▶ [ACTIVITY]:
The required lines are those that contain "ResourceId"; pull them out of the data and copy them.
*** TASK MATERIAL
//! # Identifier Space
//!
//! Every entity is addressed by an opaque identifier. Internally these are v4
//! UUIDs; externally they travel as their hyphenated string form. Only
//! uniqueness and stability matter, never the format.
//!
//! Each collection gets its own newtype so a [`ResourceId`] can never be
//! handed to an operation expecting a [`FeatureId`]. All four share the same
//! behavior, generated by `entity_id!`.

use crate::error::{CatalogError, Result};
use serde::{Deserialize, Serialize};
use std::fmt;
use std::str::FromStr;
use uuid::Uuid;

macro_rules! entity_id {
    ($(#[$meta:meta])* $name:ident, $label:literal) => {
        $(#[$meta])*
        #[derive(Debug, Clone, Copy, PartialEq, Eq, Hash, PartialOrd, Ord, Serialize, Deserialize)]
        #[serde(transparent)]
        pub struct $name(Uuid);

        impl $name {
            /// Generate a fresh identifier.
            pub fn new() -> Self {
                Self(Uuid::new_v4())
            }

            pub fn as_uuid(&self) -> &Uuid {
                &self.0
            }
        }

        impl Default for $name {
            fn default() -> Self {
                Self::new()
            }
        }

        impl From<Uuid> for $name {
            fn from(id: Uuid) -> Self {
                Self(id)
            }
        }

        impl fmt::Display for $name {
            fn fmt(&self, f: &mut fmt::Formatter<'_>) -> fmt::Result {
                self.0.fmt(f)
            }
        }

        impl FromStr for $name {
            type Err = CatalogError;

            fn from_str(s: &str) -> Result<Self> {
                Uuid::parse_str(s.trim()).map(Self).map_err(|_| {
                    CatalogError::Validation(format!("Invalid {} ID format: {}", $label, s))
                })
            }
        }
    };
}

entity_id!(
    /// Identifier of a [`crate::model::Category`].
    CategoryId,
    "category"
);
entity_id!(
    /// Identifier of a [`crate::model::Feature`].
    FeatureId,
    "feature"
);
entity_id!(
    /// Identifier of a [`crate::model::Resource`].
    ResourceId,
    "resource"
);
entity_id!(
    /// Identifier of a [`crate::model::FeatureValue`].
    FeatureValueId,
    "feature value"
);
//! Feature value store.
//!
//! A feature value binds one resource to one feature and carries a single
//! [`Value`](crate::values::Value). Callers hand in [`ValueSlots`]; the
//! enforcer resolves them against the feature's declared type, so a stored
//! value always matches its feature.
//!
//! The full list is ordered by id. Per-resource lists are ordered by feature
//! name and per-feature lists by resource name, ties broken by id.
//!
//! The `*_for_resource` variants address a value through its resource: a
//! value bound to another resource is reported as not found, and the check
//! runs in the same transaction as the write it guards.

use crate::error::{CatalogError, EntityKind, Result};
use crate::ids::{FeatureId, FeatureValueId, ResourceId};
use crate::integrity::Enforcer;
use crate::model::{FeatureValue, FeatureValueDetail};
use crate::store::{DataStore, Tables};
use crate::values::ValueSlots;
use tracing::{debug, info};

pub fn create<S: DataStore>(
    store: &S,
    enforcer: &Enforcer,
    resource_id: ResourceId,
    feature_id: FeatureId,
    slots: ValueSlots,
) -> Result<FeatureValue> {
    let feature_value = store.transact(|tables| {
        enforcer.require_resource(tables, resource_id)?;
        let feature = enforcer.require_feature(tables, feature_id)?;
        let value = enforcer.check_value(feature, slots)?;
        enforcer.check_binding(tables, resource_id, feature_id, None)?;

        let feature_value = FeatureValue {
            id: FeatureValueId::new(),
            resource_id,
            feature_id,
            value,
        };
        tables
            .feature_values
            .insert(feature_value.id, feature_value.clone());
        Ok(feature_value)
    })?;

    info!(
        feature_value = %feature_value.id,
        resource = %resource_id,
        feature = %feature_id,
        value_type = %feature_value.value.value_type(),
        "Created feature value"
    );
    Ok(feature_value)
}

pub fn get<S: DataStore>(store: &S, id: FeatureValueId) -> Result<FeatureValue> {
    debug!(feature_value = %id, "Fetching feature value");
    store
        .snapshot()?
        .feature_values
        .remove(&id)
        .ok_or_else(|| CatalogError::not_found(EntityKind::FeatureValue, id))
}

pub fn list<S: DataStore>(store: &S) -> Result<Vec<FeatureValue>> {
    Ok(store.snapshot()?.feature_values.into_values().collect())
}

pub fn list_by_resource<S: DataStore>(
    store: &S,
    resource_id: ResourceId,
) -> Result<Vec<FeatureValue>> {
    let tables = store.snapshot()?;
    let mut values: Vec<FeatureValue> = tables.values_of_resource(resource_id).cloned().collect();
    values.sort_by_cached_key(|fv| {
        let name = tables.features.get(&fv.feature_id).map(|f| f.name.clone());
        (name, fv.id)
    });
    Ok(values)
}

pub fn list_by_feature<S: DataStore>(
    store: &S,
    feature_id: FeatureId,
) -> Result<Vec<FeatureValue>> {
    let tables = store.snapshot()?;
    let mut values: Vec<FeatureValue> = tables.values_of_feature(feature_id).cloned().collect();
    values.sort_by_cached_key(|fv| {
        let name = tables.resources.get(&fv.resource_id).map(|r| r.name.clone());
        (name, fv.id)
    });
    Ok(values)
}

/// Replace the value. The slots are checked against the feature the value
/// is bound to at the time of the update.
pub fn update<S: DataStore>(
    store: &S,
    enforcer: &Enforcer,
    id: FeatureValueId,
    slots: ValueSlots,
) -> Result<FeatureValue> {
    let feature_value = store.transact(|tables| replace_value(tables, enforcer, id, slots))?;

    info!(feature_value = %id, "Updated feature value");
    Ok(feature_value)
}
******
▶ [ANSWER FOR THIS EXERCISE]:
//! Each collection gets its own newtype so a [`ResourceId`] can never be
    ResourceId,
use crate::ids::{FeatureId, FeatureValueId, ResourceId};
    resource_id: ResourceId,
    resource_id: ResourceId,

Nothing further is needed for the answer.